Nigeria is usually faced with dilemma each time oil price increases or decreases. While the increase in the price stabilizes revenue for the government, subsidy on petroleum products reduces when the price of crude reduces given that the country has no functional refinery.
With 1.55 million barrels per day June quota for Nigeria, incremental supply into the market could enable Nigeria to increase activities in the oil sector thereby meeting the estimated benchmark in the current budget.
The Minister of State for Petroleum, Timipre Sylva had earlier said the quota system helped in balancing oil prices globally.

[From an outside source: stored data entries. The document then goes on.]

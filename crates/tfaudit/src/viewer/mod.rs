//! Full-screen terminal table for audit events.
//!
//! Uses ratatui over crossterm. The event list is borrowed for the lifetime
//! of the viewer and never modified.

pub mod app;
pub mod ui;

pub use app::Viewer;

use std::io;

use crossterm::{
    ExecutableCommand,
    event::{self, Event},
    terminal::{EnterAlternateScreen, LeaveAlternateScreen, disable_raw_mode, enable_raw_mode},
};
use ratatui::{Terminal, backend::Backend, backend::CrosstermBackend};
use tracing::debug;

use crate::model::AuditEvent;

/// Shows `events` in a scrollable table and blocks until the user exits.
///
/// `events` must not be empty; callers report the empty case themselves.
/// The terminal is restored whether the event loop ends normally or with an
/// error.
pub fn display(events: &[AuditEvent]) -> io::Result<()> {
    debug_assert!(!events.is_empty(), "viewer invoked with no events");

    // Setup terminal
    enable_raw_mode()?;
    let mut stdout = io::stdout();
    if let Err(e) = stdout.execute(EnterAlternateScreen) {
        let _ = disable_raw_mode();
        return Err(e);
    }

    let result = Terminal::new(CrosstermBackend::new(stdout)).and_then(|mut terminal| {
        let mut viewer = Viewer::new(events);
        debug!(rows = events.len(), "starting viewer");

        let result = run_loop(&mut terminal, &mut viewer);
        first_error(result, terminal.show_cursor())
    });

    // Restore terminal
    let restored = first_error(
        disable_raw_mode(),
        io::stdout().execute(LeaveAlternateScreen).map(drop),
    );
    first_error(result, restored)
}

/// Keeps the first failure of two steps that both had to run.
fn first_error(first: io::Result<()>, second: io::Result<()>) -> io::Result<()> {
    first.and(second)
}

fn run_loop<B: Backend>(terminal: &mut Terminal<B>, viewer: &mut Viewer) -> io::Result<()> {
    while !viewer.should_exit() {
        terminal.draw(|f| ui::draw(f, viewer))?;

        // Resize and other events fall through to a redraw.
        if let Event::Key(key) = event::read()? {
            viewer.handle_key(key);
        }
    }

    Ok(())
}
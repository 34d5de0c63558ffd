//! # tfaudit
//!
//! Terraform Cloud audit-trail events in your terminal.
//!
//! The crate is a short pipeline run strictly in sequence:
//!
//! ```text
//! ┌───────────────┐   ┌────────────────┐   ┌──────────────────┐
//! │ since window  │ → │    Fetcher     │ → │      Viewer      │
//! │ (now - days)  │   │ GET + decode   │   │ scrollable table │
//! └───────────────┘   └────────────────┘   └──────────────────┘
//! ```
//!
//! # Quick Start
//!
//! ```ignore
//! use chrono::Utc;
//!
//! let since = tfaudit::window::since_timestamp(Utc::now(), 1).expect("in range");
//! let envelope = tfaudit::fetch("my-org-token", &since)?;
//!
//! if !envelope.data.is_empty() {
//!     tfaudit::viewer::display(&envelope.data)?;
//! }
//! ```
//!
//! # Modules
//!
//! - [`model`] - audit event records as decoded from the API
//! - [`client`] - blocking audit-trail client
//! - [`window`] - `since` timestamp computation
//! - [`viewer`] - full-screen terminal table

pub mod client;
mod error;
pub mod model;
#[cfg(any(test, feature = "test-util"))]
pub mod testing;
pub mod viewer;
pub mod window;

pub use client::{AuditTrailClient, ClientConfig, DEFAULT_ENDPOINT, fetch};
pub use error::{FetchError, Result};
pub use model::{AuditEvent, Auth, Request, Resource, ResponseEnvelope};
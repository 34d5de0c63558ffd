//! Audit-trail records as returned by the API.
//!
//! Decoding is lenient the same way the API's own clients are: unknown
//! fields are ignored and absent strings decode as empty. Only `timestamp`
//! is required, and it must be RFC 3339.

use chrono::{DateTime, Utc};
use serde::{Deserialize, Serialize};
use serde_json::Value;

/// Top-level response body: `{"data": [...]}`.
///
/// `data` keeps the order the server sent, which is also the display order.
#[derive(Debug, Clone, Default, PartialEq, Serialize, Deserialize)]
pub struct ResponseEnvelope {
    #[serde(default)]
    pub data: Vec<AuditEvent>,
}

/// A single recorded action in the organization's activity log.
#[derive(Debug, Clone, PartialEq, Serialize, Deserialize)]
pub struct AuditEvent {
    #[serde(default)]
    pub id: String,
    #[serde(default)]
    pub version: String,
    #[serde(rename = "type", default)]
    pub kind: String,
    pub timestamp: DateTime<Utc>,
    #[serde(default)]
    pub auth: Auth,
    #[serde(default)]
    pub request: Request,
    #[serde(default)]
    pub resource: Resource,
}

/// Who performed the action.
#[derive(Debug, Clone, Default, PartialEq, Eq, Serialize, Deserialize)]
pub struct Auth {
    #[serde(default)]
    pub accessor_id: String,
    #[serde(default)]
    pub description: String,
    #[serde(rename = "type", default)]
    pub kind: String,
    #[serde(default, skip_serializing_if = "Option::is_none")]
    pub impersonator_id: Option<String>,
    #[serde(default)]
    pub organization_id: String,
    #[serde(default)]
    pub organization_name: String,
}

/// The API call that produced the event.
#[derive(Debug, Clone, Default, PartialEq, Eq, Serialize, Deserialize)]
pub struct Request {
    #[serde(default)]
    pub id: String,
}

/// What the action was performed on.
#[derive(Debug, Clone, Default, PartialEq, Serialize, Deserialize)]
pub struct Resource {
    #[serde(default)]
    pub id: String,
    #[serde(rename = "type", default)]
    pub kind: String,
    #[serde(default)]
    pub action: String,
    /// Resource-specific payload. Kept as-is, never interpreted.
    #[serde(default)]
    pub meta: Value,
}
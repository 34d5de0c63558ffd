//! tfaudit CLI.
//!
//! View Terraform Cloud audit events in your terminal.
//!
//! # Quick Start
//!
//! ```bash
//! # Events from the last day
//! tfaudit --token "$TFC_ORG_TOKEN"
//!
//! # Events from the last week, token from the environment
//! TFAUDIT_API__TOKEN="$TFC_ORG_TOKEN" tfaudit --since 7
//! ```

mod commands;
mod style;

use std::process::ExitCode;

use clap::Parser;
use tracing_subscriber::EnvFilter;

/// View terraform cloud audit events in your terminal.
#[derive(Parser)]
#[command(name = "tfaudit")]
#[command(author, version, about, long_about = None)]
struct Cli {
    /// Terraform Cloud organization token.
    ///
    /// Falls back to `api.token` from the config file or TFAUDIT_API__TOKEN.
    #[arg(short, long)]
    token: Option<String>,

    /// Audit events since (in number of days) [default: 1].
    #[arg(short, long)]
    since: Option<u32>,
}

fn main() -> ExitCode {
    // Logs go to stderr and stay quiet unless TFAUDIT_LOG asks for more.
    tracing_subscriber::fmt()
        .with_env_filter(
            EnvFilter::try_from_env("TFAUDIT_LOG").unwrap_or_else(|_| EnvFilter::new("warn")),
        )
        .with_writer(std::io::stderr)
        .init();

    let cli = Cli::parse();

    match commands::view::run(cli.token.as_deref(), cli.since) {
        Ok(()) => ExitCode::SUCCESS,
        Err(e) => {
            style::print_error(&format!("{e:#}"));
            ExitCode::FAILURE
        }
    }
}
//! Configuration error types

use thiserror::Error;

#[derive(Debug, Error)]
pub enum ConfigError {
    #[error("Failed to load configuration")]
    LoadError(#[from] config::ConfigError),

    #[error("Invalid configuration: {0}")]
    ValidationError(String),

    #[error("XDG directory error: {0}")]
    XdgError(String),
}
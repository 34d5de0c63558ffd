//! Look-back window for the `since` query parameter.

use chrono::{DateTime, SecondsFormat, TimeDelta, Utc};

/// Default look-back, in days.
pub const DEFAULT_SINCE_DAYS: u32 = 1;

/// Returns `now - days` formatted as RFC 3339 with second precision.
///
/// Returns `None` when the window reaches outside the representable date
/// range.
pub fn since_timestamp(now: DateTime<Utc>, days: u32) -> Option<String> {
    let window = TimeDelta::try_days(i64::from(days))?;
    let since = now.checked_sub_signed(window)?;
    Some(since.to_rfc3339_opts(SecondsFormat::Secs, true))
}

#[cfg(test)]
mod tests {
    use super::*;
    use chrono::TimeZone;
    use proptest::prelude::*;
    use test_case::test_case;

    fn fixed_now() -> DateTime<Utc> {
        Utc.with_ymd_and_hms(2026, 10, 15, 9, 30, 0).unwrap()
    }

    #[test_case(0, "2026-10-15T09:30:00Z" ; "zero days is now")]
    #[test_case(1, "2026-10-14T09:30:00Z" ; "default window")]
    #[test_case(15, "2026-09-30T09:30:00Z" ; "crosses month boundary")]
    #[test_case(366, "2025-10-14T09:30:00Z" ; "more than a year")]
    fn test_since_timestamp(days: u32, expected: &str) {
        assert_eq!(since_timestamp(fixed_now(), days).as_deref(), Some(expected));
    }

    #[test]
    fn test_subsecond_precision_dropped() {
        let now = fixed_now() + TimeDelta::milliseconds(750);
        assert_eq!(
            since_timestamp(now, 1).as_deref(),
            Some("2026-10-14T09:30:00Z")
        );
    }

    #[test]
    fn test_out_of_range_window() {
        assert_eq!(since_timestamp(fixed_now(), u32::MAX), None);
    }

    proptest! {
        #[test]
        fn since_is_exactly_days_before_now(days in 0u32..100_000) {
            let now = fixed_now();
            let formatted = since_timestamp(now, days).unwrap();
            let parsed = DateTime::parse_from_rfc3339(&formatted).unwrap();

            prop_assert_eq!(now - parsed.with_timezone(&Utc), TimeDelta::days(i64::from(days)));
        }
    }
}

Last week, Energy Information Administration reported a crude oil inventory draw with builds in both gasoline and middle distillates, at 1 million barrels and 3.7 million barrels, respectively.
Earlier, tension had risen as analysts projected possible break up in the OPEC alliance due to the Saudi Arabia and UAE difference, the eventual settlement, therefore, erode uncertainty in the market but left a market downturn.
Head of global commodity strategy at RBC Capital Markets, Helima Croft had told CNBC that the agreement remained an indication that the market would continue to work together.
Some analysts, including experts at ING however remained optimistic about the oil price, insisting that the market would hover around $75 per barrel due to stabilizing demand.
“Healthy demand growth combined with moderate supply increases from OPEC+ will likely remain supportive for the oil market in short term at least,” ING strategists Warren Patterson and Wenyu Yao told Oilprice yesterday.